**INSTRUCTIONS TO FOLLOW:** Starting at the top of the records, output every line through the one that contains "fields, and a page", keeping each exactly as it appears.

**RECORDED INFORMATION:**
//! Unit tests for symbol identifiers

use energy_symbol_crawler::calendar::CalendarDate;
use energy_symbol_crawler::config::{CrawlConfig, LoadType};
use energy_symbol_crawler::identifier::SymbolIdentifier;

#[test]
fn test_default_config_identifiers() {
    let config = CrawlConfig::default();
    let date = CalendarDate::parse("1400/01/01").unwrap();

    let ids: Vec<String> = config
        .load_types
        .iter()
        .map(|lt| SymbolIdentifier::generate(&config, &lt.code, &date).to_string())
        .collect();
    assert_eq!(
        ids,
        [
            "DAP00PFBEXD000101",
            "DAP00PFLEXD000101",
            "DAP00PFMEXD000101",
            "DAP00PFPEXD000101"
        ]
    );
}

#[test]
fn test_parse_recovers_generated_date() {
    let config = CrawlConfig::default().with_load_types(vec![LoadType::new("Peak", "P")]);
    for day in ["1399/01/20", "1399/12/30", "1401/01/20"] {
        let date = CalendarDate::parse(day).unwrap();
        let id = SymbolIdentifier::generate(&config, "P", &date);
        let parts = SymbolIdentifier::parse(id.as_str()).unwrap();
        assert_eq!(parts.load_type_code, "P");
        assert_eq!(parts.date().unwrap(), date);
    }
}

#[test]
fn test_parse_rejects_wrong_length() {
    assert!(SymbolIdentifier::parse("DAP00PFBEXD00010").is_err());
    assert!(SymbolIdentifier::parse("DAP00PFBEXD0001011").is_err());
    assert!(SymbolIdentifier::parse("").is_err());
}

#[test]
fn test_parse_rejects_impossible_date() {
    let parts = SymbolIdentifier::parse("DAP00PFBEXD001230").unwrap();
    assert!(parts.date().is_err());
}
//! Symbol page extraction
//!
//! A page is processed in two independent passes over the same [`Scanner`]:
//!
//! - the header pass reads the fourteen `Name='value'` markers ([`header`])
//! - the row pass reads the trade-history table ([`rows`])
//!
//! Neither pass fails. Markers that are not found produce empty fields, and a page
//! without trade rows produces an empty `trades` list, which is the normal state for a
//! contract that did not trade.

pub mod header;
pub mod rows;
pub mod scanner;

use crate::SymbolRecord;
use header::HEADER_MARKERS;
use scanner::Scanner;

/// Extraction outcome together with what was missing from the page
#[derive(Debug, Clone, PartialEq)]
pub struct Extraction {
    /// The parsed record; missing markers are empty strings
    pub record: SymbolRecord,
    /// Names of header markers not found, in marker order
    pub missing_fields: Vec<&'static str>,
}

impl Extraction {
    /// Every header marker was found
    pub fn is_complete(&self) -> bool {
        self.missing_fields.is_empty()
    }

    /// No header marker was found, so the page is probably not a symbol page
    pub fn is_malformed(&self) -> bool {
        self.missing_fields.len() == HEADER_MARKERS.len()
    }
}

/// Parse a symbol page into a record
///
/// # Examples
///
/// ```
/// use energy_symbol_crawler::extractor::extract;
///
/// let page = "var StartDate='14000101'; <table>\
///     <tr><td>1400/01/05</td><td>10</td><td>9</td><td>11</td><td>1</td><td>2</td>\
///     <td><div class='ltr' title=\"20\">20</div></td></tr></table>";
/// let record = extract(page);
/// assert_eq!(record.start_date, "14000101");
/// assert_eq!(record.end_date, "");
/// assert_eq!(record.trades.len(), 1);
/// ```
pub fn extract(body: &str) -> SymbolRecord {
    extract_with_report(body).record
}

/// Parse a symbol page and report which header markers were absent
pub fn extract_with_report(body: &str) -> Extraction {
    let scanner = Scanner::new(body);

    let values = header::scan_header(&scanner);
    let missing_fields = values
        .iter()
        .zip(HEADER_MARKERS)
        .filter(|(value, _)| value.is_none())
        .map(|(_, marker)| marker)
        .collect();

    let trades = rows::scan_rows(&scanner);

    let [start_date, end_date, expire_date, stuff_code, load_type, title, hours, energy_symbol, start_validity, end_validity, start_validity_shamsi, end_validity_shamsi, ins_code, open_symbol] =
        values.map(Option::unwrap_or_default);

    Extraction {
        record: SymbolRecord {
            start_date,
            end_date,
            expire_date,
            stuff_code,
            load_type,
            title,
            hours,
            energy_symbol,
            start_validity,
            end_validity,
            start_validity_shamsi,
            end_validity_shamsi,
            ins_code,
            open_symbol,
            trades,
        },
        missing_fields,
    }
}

**WRITTEN ANSWER:**
//! Unit tests for symbol identifiers

use energy_symbol_crawler::calendar::CalendarDate;
use energy_symbol_crawler::config::{CrawlConfig, LoadType};
use energy_symbol_crawler::identifier::SymbolIdentifier;

#[test]
fn test_default_config_identifiers() {
    let config = CrawlConfig::default();
    let date = CalendarDate::parse("1400/01/01").unwrap();

    let ids: Vec<String> = config
        .load_types
        .iter()
        .map(|lt| SymbolIdentifier::generate(&config, &lt.code, &date).to_string())
        .collect();
    assert_eq!(
        ids,
        [
            "DAP00PFBEXD000101",
            "DAP00PFLEXD000101",
            "DAP00PFMEXD000101",
            "DAP00PFPEXD000101"
        ]
    );
}

#[test]
fn test_parse_recovers_generated_date() {
    let config = CrawlConfig::default().with_load_types(vec![LoadType::new("Peak", "P")]);
    for day in ["1399/01/20", "1399/12/30", "1401/01/20"] {
        let date = CalendarDate::parse(day).unwrap();
        let id = SymbolIdentifier::generate(&config, "P", &date);
        let parts = SymbolIdentifier::parse(id.as_str()).unwrap();
        assert_eq!(parts.load_type_code, "P");
        assert_eq!(parts.date().unwrap(), date);
    }
}

#[test]
fn test_parse_rejects_wrong_length() {
    assert!(SymbolIdentifier::parse("DAP00PFBEXD00010").is_err());
    assert!(SymbolIdentifier::parse("DAP00PFBEXD0001011").is_err());
    assert!(SymbolIdentifier::parse("").is_err());
}

#[test]
fn test_parse_rejects_impossible_date() {
    let parts = SymbolIdentifier::parse("DAP00PFBEXD001230").unwrap();
    assert!(parts.date().is_err());
}
//! Symbol page extraction
//!
//! A page is processed in two independent passes over the same [`Scanner`]:
//!
//! - the header pass reads the fourteen `Name='value'` markers ([`header`])
//! - the row pass reads the trade-history table ([`rows`])
//!
//! Neither pass fails. Markers that are not found produce empty fields, and a page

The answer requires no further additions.